What was very clear by this point was that potential new investors in a North American opportunity had abandoned the Company as their investment vehicle. After 1623 they increasingly bypassed the Company in what investments they were willing to make in Virginia. They formed their own joint stock corporation specific to their venture and business plan, and when approaching Virginia officials they were treated as as a new “hundred”, a colony within the colony, or if in an existing hundred were left to the land sales officials of that hundred, and the governor’s signoff on a headright incentive. From that point on the colony would receive no reliable funds from the Company, and in order to pay for the colony’s sustenance and economic development, fees attached to new investment was a major source of income.

That meant whatever investment capital Virginia would attract was its private, distinctive and autonomous character, on the margins of royal or domestic government. The opening for opportunistic and even corrupt action by Virginia officials was huge, and as later said “Virginia officials saw their opportunities–and took them. During this period the provincial government continued its administration and filled in several of the missing gaps to develop its capacity: a more robust local government was created, and an expanded capacity, taxation, for example was added to the provincial government. Tobacco spread into new hinterlands, meaning, of course, more plantations—but only a few of any scale sufficient to export in volume. Most plantations are subsistence and immediately adjacent to the larger plantation on which they are dependent for just about everything that matters.

There was as we shall one one major departure from the Virginia Company governance model. The provincial legislature (the Council of State and the House of Burgesses) assumed leadership leaving the royal governor, caught squarely in the middle between London and Jamestown. Jamestown the new capital of Virginia, conducted government affairs, such as they were in this period.

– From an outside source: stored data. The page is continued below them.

use thiserror::Error;

#[derive(Error, Debug)]
pub enum EtlError {
    #[error("CSV processing error: {0}")]
    CsvError(#[from] csv::Error),

    #[error("Malformed CSV at line {line}: {message}")]
    MalformedCsv { line: u64, message: String },

    #[error("IO error: {0}")]
    IoError(#[from] std::io::Error),

    #[error("Serialization error: {0}")]
    SerializationError(#[from] serde_json::Error),

    #[error("Configuration error: {message}")]
    ConfigError { message: String },

    #[error("Configuration error in '{field}': {message}")]
    ConfigValidationError { field: String, message: String },

    #[error("Invalid value '{value}' for '{field}': {reason}")]
    InvalidConfigValueError {
        field: String,
        value: String,
        reason: String,
    },

    #[error("Missing required configuration: {field}")]
    MissingConfigError { field: String },
}

#[derive(Debug, Clone, Copy, PartialEq, Eq)]
pub enum ErrorCategory {
    Io,
    InputFormat,
    Configuration,
    Processing,
}

#[derive(Debug, Clone, Copy, PartialEq, Eq, PartialOrd, Ord)]
pub enum ErrorSeverity {
    Medium,
    High,
    Critical,
}

impl EtlError {
    pub fn category(&self) -> ErrorCategory {
        match self {
            EtlError::CsvError(_) | EtlError::MalformedCsv { .. } => ErrorCategory::InputFormat,
            EtlError::IoError(_) => ErrorCategory::Io,
            EtlError::SerializationError(_) => ErrorCategory::Processing,
            EtlError::ConfigError { .. }
            | EtlError::ConfigValidationError { .. }
            | EtlError::InvalidConfigValueError { .. }
            | EtlError::MissingConfigError { .. } => ErrorCategory::Configuration,
        }
    }

    pub fn severity(&self) -> ErrorSeverity {
        match self.category() {
            ErrorCategory::Configuration => ErrorSeverity::Medium,
            ErrorCategory::InputFormat | ErrorCategory::Processing => ErrorSeverity::High,
            ErrorCategory::Io => ErrorSeverity::Critical,
        }
    }

    /// Exit code the binaries use for this error.
    pub fn exit_code(&self) -> i32 {
        match self.severity() {
            ErrorSeverity::Medium => 2,
            ErrorSeverity::High => 1,
            ErrorSeverity::Critical => 3,
        }
    }

    pub fn recovery_suggestion(&self) -> &'static str {
        match self {
            EtlError::CsvError(_) => {
                "Check that the input is UTF-8 encoded CSV with a header line"
            }
            EtlError::MalformedCsv { .. } => {
                "Close the quoted field, or double any quote inside it (\"\")"
            }
            EtlError::IoError(_) => {
                "Check that the input file exists and the output location is writable"
            }
            EtlError::SerializationError(_) => {
                "Re-run with --verbose and inspect the failing record"
            }
            EtlError::ConfigError { .. }
            | EtlError::ConfigValidationError { .. }
            | EtlError::InvalidConfigValueError { .. }
            | EtlError::MissingConfigError { .. } => {
                "Fix the configuration value and run again (see --help)"
            }
        }
    }

    pub fn user_friendly_message(&self) -> String {
        match self {
            EtlError::CsvError(e) => format!("Could not parse the CSV input: {}", e),
            EtlError::MalformedCsv { line, message } => {
                format!("The CSV input is malformed at line {}: {}", line, message)
            }
            EtlError::IoError(e) => format!("File access failed: {}", e),
            EtlError::InvalidConfigValueError { field, reason, .. } => {
                format!("Invalid setting for {}: {}", field, reason)
            }
            other => other.to_string(),
        }
    }
}

pub type Result<T> = std::result::Result<T, EtlError>;
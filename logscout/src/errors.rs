//! This module defines the error types used across logscout.
//!
//! # Error Taxonomy
//!
//! Errors fall into three groups, and only the first one ever reaches the caller of
//! [`crate::search::scan`]:
//!
//! 1. **Configuration errors** (`ConfigError`, `InvalidPattern`, `InvalidExtension`,
//!    `FileNotFound` for the input directory) are produced while turning a
//!    [`crate::config::ScanConfig`] into a [`crate::config::ScanRequest`]. The engine never
//!    starts with an invalid request.
//!
//! 2. **Per-file errors** (`FileNotFound`, `PermissionDenied`, `LineTooLong`, `IoError`) are
//!    produced by workers. They are logged and counted, and the offending file is skipped:
//!    ```rust,ignore
//!    match processor.search_file(&path) {
//!        Ok(lines) => // hand the batch to the writer,
//!        Err(e) => warn!("Skipping {}: {}", path.display(), e),
//!    }
//!    ```
//!
//! 3. **Output errors** (`OutputError`) are produced by the result writer. They are logged and
//!    counted in the run report; other workers keep going.

use std::path::{Path, PathBuf};
use thiserror::Error;

/// Result type for search operations
pub type SearchResult<T> = Result<T, SearchError>;

/// Errors that can occur during search operations
#[derive(Error, Debug)]
pub enum SearchError {
    #[error("File not found: {0}")]
    FileNotFound(PathBuf),
    #[error("Permission denied: {0}")]
    PermissionDenied(PathBuf),
    #[error("Invalid search text: {0}")]
    InvalidPattern(String),
    #[error("Invalid extension list: {0}")]
    InvalidExtension(String),
    #[error("Configuration error: {0}")]
    ConfigError(String),
    #[error("Line {line_number} of {path} exceeds {limit} bytes")]
    LineTooLong {
        path: PathBuf,
        line_number: usize,
        limit: usize,
    },
    #[error("Failed to write results to {path}: {source}")]
    OutputError {
        path: PathBuf,
        source: std::io::Error,
    },
    #[error("IO error: {0}")]
    IoError(#[from] std::io::Error),
    #[error("YAML error: {0}")]
    YamlError(#[from] serde_yaml::Error),
    #[error("JSON error: {0}")]
    JsonError(#[from] serde_json::Error),
}

/// Canonicalize the path and strip UNC prefixes so that
/// comparisons on Windows are consistent.
pub fn unify_path(original: &Path) -> PathBuf {
    let canonical = original
        .canonicalize()
        .unwrap_or_else(|_| original.to_path_buf());
    strip_unc_prefix(&canonical)
}

/// Strips the Windows UNC prefix (\\?\) from a path if present
fn strip_unc_prefix(p: &Path) -> PathBuf {
    let s = p.display().to_string();
    if let Some(stripped) = s.strip_prefix(r"\\?\") {
        PathBuf::from(stripped)
    } else {
        p.to_path_buf()
    }
}

impl SearchError {
    pub fn file_not_found(path: impl Into<PathBuf>) -> Self {
        Self::FileNotFound(path.into())
    }

    pub fn permission_denied(path: impl Into<PathBuf>) -> Self {
        Self::PermissionDenied(path.into())
    }

    pub fn invalid_pattern(msg: impl Into<String>) -> Self {
        Self::InvalidPattern(msg.into())
    }

    pub fn invalid_extension(msg: impl Into<String>) -> Self {
        Self::InvalidExtension(msg.into())
    }

    pub fn config_error(msg: impl Into<String>) -> Self {
        Self::ConfigError(msg.into())
    }

    pub fn line_too_long(path: impl Into<PathBuf>, line_number: usize, limit: usize) -> Self {
        Self::LineTooLong {
            path: path.into(),
            line_number,
            limit,
        }
    }

    pub fn output_error(path: impl Into<PathBuf>, source: std::io::Error) -> Self {
        Self::OutputError {
            path: path.into(),
            source,
        }
    }

    /// Maps an I/O error raised while opening or reading `path` to the most specific variant.
    pub fn from_io(path: &Path, err: std::io::Error) -> Self {
        match err.kind() {
            std::io::ErrorKind::NotFound => Self::file_not_found(path),
            std::io::ErrorKind::PermissionDenied => Self::permission_denied(path),
            _ => Self::IoError(err),
        }
    }
}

The Burgesses saw itself as the default source of authority, but not legitimacy, as Virginia’s domestic sovereign. Elected, they could speak for those that elected them, but Virginia’s sovereign was its divine right king. The Council of State was a bit more complex. Owing its existence to the Greate Charter, it had developed its own procedures and independence during the Company period. They carried over into the pre-1629 Transition period and that blurred the independence and power of the royal governor. In 1629-30 that blurring and the informal partnership between governors who were former Company officials and the Council broke down and polarization followed. Accordingly, if the Burgesses were the more cautious branch, the Council of State in these years was in practice co-equal with the Royal Governor–who, of course, was the agent of their appointment. Until Harvey, this assemblage of governmental units were populated with resident Virginians. most of which were former Company officials, or hundreds investors or their representatives in Virginia.